The TS-100 is a compact, digitally controlled iron with a loyal following among hobbyists and field techs. It accepts DC power via a 5.5×2.5 mm barrel jack and operates happily anywhere in the 12–24 V range, which puts a fully charged DeWalt 20V MAX pack — sitting at roughly 20 V — squarely in its sweet spot. Anyone already invested in the DeWalt ecosystem has the energy storage sitting in their tool bag; the missing piece was a safe, reliable interface between the two.
The protection circuit is built around a MOSFET acting as the main power switch in series with the output. Its gate is driven by an NPN transistor, which is in turn biased through a Zener diode. When battery voltage is within the acceptable operating window the Zener keeps the transistor — and therefore the MOSFET — in conduction. If voltage drops below the Zener's threshold the transistor loses its drive, the MOSFET opens, and the output is cut before the cells reach a damaging depth of discharge. The whole scheme is passive: no firmware, no MCU, nothing to lock up or update.
Supporting the switch are a bulk decoupling capacitor, a small resistor network for biasing and gate drive, and a 3 mm green LED on the output rail that gives an unambiguous visual indication that power is live. A slide switch on the board provides manual control independent of the protection logic. The output connector is a 5.5×2.5 mm DC barrel jack on a three-foot cable — enough reach to keep the battery pack clear of the work area.
The kit is through-hole throughout, making it accessible to anyone comfortable with basic soldering.
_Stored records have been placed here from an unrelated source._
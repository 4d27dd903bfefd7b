//! Invalidation routing for write operations.
//!
//! Every write against an entity's storage, from a single update to a
//! truncate, flushes that entity's whole tag scope. Routing never
//! attempts per-row invalidation: deciding which cached query results
//! a mutation touches would mean re-evaluating every cached predicate.
//!
//! Flushing is two-tier: a selective tag flush when the backend
//! supports it, otherwise (or on tag-flush failure) a whole-store
//! flush. Invalidation failures are reported as `false`, never as
//! errors: the underlying write already succeeded and must not be
//! rolled back over a stale cache.

use std::fmt;
use std::sync::Arc;

use crate::error::Error;
use crate::registry::EntityRegistry;
use crate::scope::TagScope;
use crate::store::CacheStore;

/// The write operation kinds that trigger invalidation.
///
/// Single-entity lifecycle events fire after the storage write
/// completes; bulk kinds are intercepted at the query-builder level
/// since they never hydrate individual entities. All kinds route to
/// the same scope-wide flush.
#[derive(Debug, Clone, Copy, PartialEq, Eq)]
pub enum WriteKind {
    Created,
    Updated,
    Deleted,
    Restored,
    ForceDeleted,
    MassUpdated,
    MassDeleted,
    Inserted,
    InsertOrIgnored,
    UpdatedOrInserted,
    Upserted,
    Truncated,
    Incremented,
    Decremented,
    PivotAttached,
    PivotDetached,
    PivotSynced,
}

/// One write operation against an entity's storage.
///
/// Affected ids are carried for diagnostics only; invalidation is
/// always scope-wide.
#[derive(Debug, Clone)]
pub struct InvalidationEvent {
    pub entity: String,
    pub kind: WriteKind,
    pub ids: Vec<i64>,
}

impl InvalidationEvent {
    pub fn new(entity: impl Into<String>, kind: WriteKind) -> Self {
        Self { entity: entity.into(), kind, ids: Vec::new() }
    }

    pub fn with_ids(mut self, ids: Vec<i64>) -> Self {
        self.ids = ids;
        self
    }
}

/// Which flush tier handled an invalidation.
#[derive(Debug, Clone, Copy, PartialEq, Eq)]
pub enum FlushStrategy {
    Tags,
    Full,
}

impl fmt::Display for FlushStrategy {
    fn fmt(&self, f: &mut fmt::Formatter<'_>) -> fmt::Result {
        match self {
            FlushStrategy::Tags => write!(f, "tags"),
            FlushStrategy::Full => write!(f, "full"),
        }
    }
}

/// Result of one flush attempt.
#[derive(Debug, Clone, Copy, PartialEq, Eq)]
pub struct FlushOutcome {
    pub strategy: FlushStrategy,
    pub flushed: bool,
}

/// Routes write operations to the correct cache flush.
pub struct InvalidationRouter {
    store: Arc<dyn CacheStore>,
    registry: Arc<EntityRegistry>,
}

impl InvalidationRouter {
    pub fn new(store: Arc<dyn CacheStore>, registry: Arc<EntityRegistry>) -> Self {
        Self { store, registry }
    }

    /// Flush every cached entry in the entity's tag scope.
    ///
    /// Returns a success indicator, not a guarantee: any failure along
    /// the way, including an unregistered entity type, is logged and
    /// reported as `false`.
    pub fn invalidate(&self, entity: &str) -> bool {
        match self.registry.scope_for(entity) {
            Ok(scope) => self.flush_tags(&scope.entity_tags()).flushed,
            Err(e) => {
                tracing::warn!(entity, error = %e, "invalidation skipped");
                false
            }
        }
    }

    /// Handle a write event. Every kind routes to a scope-wide flush
    /// of the mutated entity type.
    pub fn on_write(&self, event: &InvalidationEvent) -> bool {
        tracing::debug!(entity = %event.entity, kind = ?event.kind, ids = event.ids.len(), "write observed");
        self.invalidate(&event.entity)
    }

    /// Like [`InvalidationRouter::invalidate`], but reports which
    /// strategy ran and surfaces unknown entity types to the caller.
    /// Used by the CLI.
    pub fn invalidate_reporting(&self, entity: &str) -> Result<FlushOutcome, Error> {
        let scope = self.registry.scope_for(entity)?;
        Ok(self.flush_tags(&scope.entity_tags()))
    }

    /// Flush every scope the layer has written: tag-flush of the
    /// global marker, with the usual full-flush fallback.
    pub fn flush_everything(&self) -> FlushOutcome {
        self.flush_tags(&[TagScope::GLOBAL.to_string()])
    }

    fn flush_tags(&self, tags: &[String]) -> FlushOutcome {
        if self.store.supports_tags() {
            match self.store.flush_by_tags(tags) {
                Ok(true) => {
                    tracing::debug!(?tags, "tag flush complete");
                    return FlushOutcome { strategy: FlushStrategy::Tags, flushed: true };
                }
                Ok(false) => {
                    tracing::debug!(?tags, "tag flush declined; falling back to full flush");
                }
                Err(e) => {
                    tracing::warn!(?tags, error = %e, "tag flush failed; falling back to full flush");
                }
            }
        }

        match self.store.flush_all() {
            Ok(flushed) => FlushOutcome { strategy: FlushStrategy::Full, flushed },
            Err(e) => {
                tracing::warn!(error = %e, "full flush failed");
                FlushOutcome { strategy: FlushStrategy::Full, flushed: false }
            }
        }
    }
}
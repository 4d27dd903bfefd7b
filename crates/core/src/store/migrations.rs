//! Database schema migrations for the SQLite backend.
//!
//! Uses a simple version table approach to track applied migrations.
//! Each migration is a SQL batch that transforms the schema.

use std::num::ParseIntError;

use rusqlite::{Connection, params};

use crate::error::StoreError;

/// Migration list: (version, SQL).
///
/// Migrations must be applied in order. The version number is an
/// incrementing integer used to track which migrations have been
/// applied. All migrations are idempotent using CREATE IF NOT EXISTS.
const MIGRATIONS: &[(&str, &str)] = &[("1", include_str!("../../migrations/001_entries.sql"))];

/// Run any pending migrations.
///
/// Creates the _migrations table if it doesn't exist, checks the
/// current version, and applies any migrations that haven't been run
/// yet.
pub fn run(conn: &Connection) -> Result<(), StoreError> {
    conn.execute(
        "CREATE TABLE IF NOT EXISTS _migrations (
            version INTEGER PRIMARY KEY,
            applied_at TEXT NOT NULL
        )",
        [],
    )?;

    let current: i64 = conn.query_row("SELECT COALESCE(MAX(version), 0) FROM _migrations", [], |row| row.get(0))?;

    for (version, sql) in MIGRATIONS {
        let version_num: i64 = version
            .parse()
            .map_err(|e: ParseIntError| StoreError::MigrationFailed(e.to_string()))?;
        if version_num > current {
            conn.execute_batch(sql)?;
            conn.execute(
                "INSERT INTO _migrations (version, applied_at) VALUES (?1, ?2)",
                params![version_num, chrono::Utc::now().to_rfc3339()],
            )?;
        }
    }

    Ok(())
}
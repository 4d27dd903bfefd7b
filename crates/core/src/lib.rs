//! Core types and shared functionality for querystash.
//!
//! This crate provides:
//! - QuerySpec fingerprinting into stable cache keys
//! - Read-through result caching over pluggable backends
//! - Tag-scoped invalidation routing for write operations
//! - Configuration structures

pub mod bridge;
pub mod cache;
pub mod config;
pub mod error;
pub mod invalidation;
pub mod registry;
pub mod scope;
pub mod spec;
pub mod store;

pub use cache::ResultCache;
pub use config::AppConfig;
pub use error::{Error, FetchError, StoreError};
pub use invalidation::InvalidationRouter;
pub use registry::EntityRegistry;
pub use scope::TagScope;
pub use spec::QuerySpec;
pub use store::CacheStore;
An optional two-piece 3D-printed shell — a main body and a lid pulled together with hardware fasteners — houses the PCB and gives the finished unit a clean, purposeful look. The enclosure was designed in SolidWorks and is available as STL files for printing on any FDM machine. It can be used straight off the build plate or finished with filler-primer and paint for a smoother surface texture.